Best wishes for many photometric nights to come!
Keith Schlottman

-----Original Message-----
From: az-observing-bounce@xxxxxxxxxxxxx
[mailto:az-observing-bounce@xxxxxxxxxxxxx] On Behalf Of Jeff Hopkins
Sent: Monday, February 12, 2007 10:05 PM
To: az-observing@xxxxxxxxxxxxx
Subject: [AZ-Observing] Re: Photometric Night Definition

Hello Bill in Flag,

Those who have actually done photometry will understand that it is 
not the brightness of the sky and it is not the extinction. What is 
important is that the sky remains stable while the photometry is 
being done.
Extinction can be determined and it is whatever it is. A low 
extinction coefficient only means the sky is fairly transparent. On 
smoggy night in Phoenix when the transparency/extinction is horrible, 
good photometry can still be done as  long as the sky is stable. Is 
it a photometric night? In my book it is.

It can be raining hard early in the evening and then clear and 
provide an excellent sky for photometry. Then a few hours later it 
could be raining hard again. Was it a photometric night? Indeed, the 
only time that mattered was when photometry was being done. Was it a 
photometric rainy night, in my book, for my photometry it was. Some 
of those nights required measurements between lightning flashes, but 
it worked and produced excellent photometry.

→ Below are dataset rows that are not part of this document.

//! Admin account management commands.

use emporium_api::db::users;
use emporium_api::services::auth::{AuthError, AuthService, Registration};
use emporium_core::{Email, UserRole};
use thiserror::Error;

/// Errors that can occur during admin operations.
#[derive(Debug, Error)]
pub enum AdminError {
    #[error(transparent)]
    Connect(#[from] super::ConnectError),

    #[error("Invalid email: {0}")]
    InvalidEmail(#[from] emporium_core::EmailError),

    #[error("Account error: {0}")]
    Auth(#[from] AuthError),

    #[error("Database error: {0}")]
    Repository(#[from] emporium_api::db::RepositoryError),

    #[error("No account with email: {0}")]
    UnknownUser(String),
}

/// Create an account with the admin role.
///
/// # Errors
///
/// Returns an error for invalid input, a taken email, or database failure.
pub async fn create_user(
    email: &str,
    first_name: &str,
    last_name: &str,
    password: &str,
) -> Result<(), AdminError> {
    let pool = super::connect().await?;

    tracing::info!("Creating admin account: {}", email);
    let user = AuthService::new(&pool)
        .create_account(
            &Registration {
                email,
                password,
                first_name,
                last_name,
            },
            UserRole::Admin,
        )
        .await?;

    tracing::info!("Admin account created: ID {}, email {}", user.id, user.email);
    Ok(())
}

/// Promote an existing account to admin.
///
/// # Errors
///
/// Returns `AdminError::UnknownUser` when no account matches.
pub async fn promote(email: &str) -> Result<(), AdminError> {
    let email = Email::parse(email)?;
    let pool = super::connect().await?;

    let user = users::get_by_email(&pool, &email)
        .await?
        .ok_or_else(|| AdminError::UnknownUser(email.to_string()))?;
    if user.role == UserRole::Admin {
        tracing::info!("{} is already an admin", email);
        return Ok(());
    }

    users::set_role(&pool, user.id, UserRole::Admin).await?;
    tracing::info!("Promoted {} to admin", email);
    Ok(())
}
//! URL slugs for catalog entries.

/// Turn a display name into a lower-case, hyphen-separated slug.
///
/// Non-alphanumeric runs collapse to a single hyphen; leading and trailing
/// hyphens are dropped. Common Latin diacritics are folded to ASCII.
#[must_use]
pub fn slugify(name: &str) -> String {
    let mut slug = String::with_capacity(name.len());
    let mut pending_hyphen = false;

    for c in name.chars().flat_map(char::to_lowercase) {
        let mapped = fold_diacritic(c);
        if mapped.is_ascii_alphanumeric() {
            if pending_hyphen && !slug.is_empty() {
                slug.push('-');
            }
            pending_hyphen = false;
            slug.push(mapped);
        } else {
            pending_hyphen = true;
        }
    }

    slug
}

/// Whether `slug` is already in canonical form.
#[must_use]
pub fn is_valid_slug(slug: &str) -> bool {
    !slug.is_empty() && slugify(slug) == slug
}

const fn fold_diacritic(c: char) -> char {
    match c {
        'à' | 'á' | 'â' | 'ä' | 'ã' | 'å' => 'a',
        'ç' => 'c',
        'è' | 'é' | 'ê' | 'ë' => 'e',
        'ğ' => 'g',
        'ì' | 'í' | 'î' | 'ï' | 'ı' => 'i',
        'ñ' => 'n',
        'ò' | 'ó' | 'ô' | 'ö' | 'õ' => 'o',
        'ş' => 's',
        'ù' | 'ú' | 'û' | 'ü' => 'u',
        _ => c,
    }
}

#[cfg(test)]
mod tests {
    use super::*;

    #[test]
    fn test_slugify_basic() {
        assert_eq!(slugify("Wireless Headphones"), "wireless-headphones");
        assert_eq!(slugify("  USB-C  Cable (2m) "), "usb-c-cable-2m");
    }

    #[test]
    fn test_slugify_folds_diacritics() {
        assert_eq!(slugify("Çay Bardağı"), "cay-bardagi");
        assert_eq!(slugify("Crème Brûlée"), "creme-brulee");
    }

    #[test]
    fn test_slugify_only_symbols() {
        assert_eq!(slugify("!!!"), "");
    }

    #[test]
    fn test_is_valid_slug() {
        assert!(is_valid_slug("home-garden"));
        assert!(!is_valid_slug("Home Garden"));
        assert!(!is_valid_slug("-leading"));
        assert!(!is_valid_slug(""));
    }
}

The most important place to do photometry is at the meridian and the 
closer to the zenith the better. That is why one plans photometry of 
a star so it is close to the meridian. Sometimes a time series set of 
observation all night makes it necessary to do as much photometry as 
possible and indeed the further from the meridian the worse the data.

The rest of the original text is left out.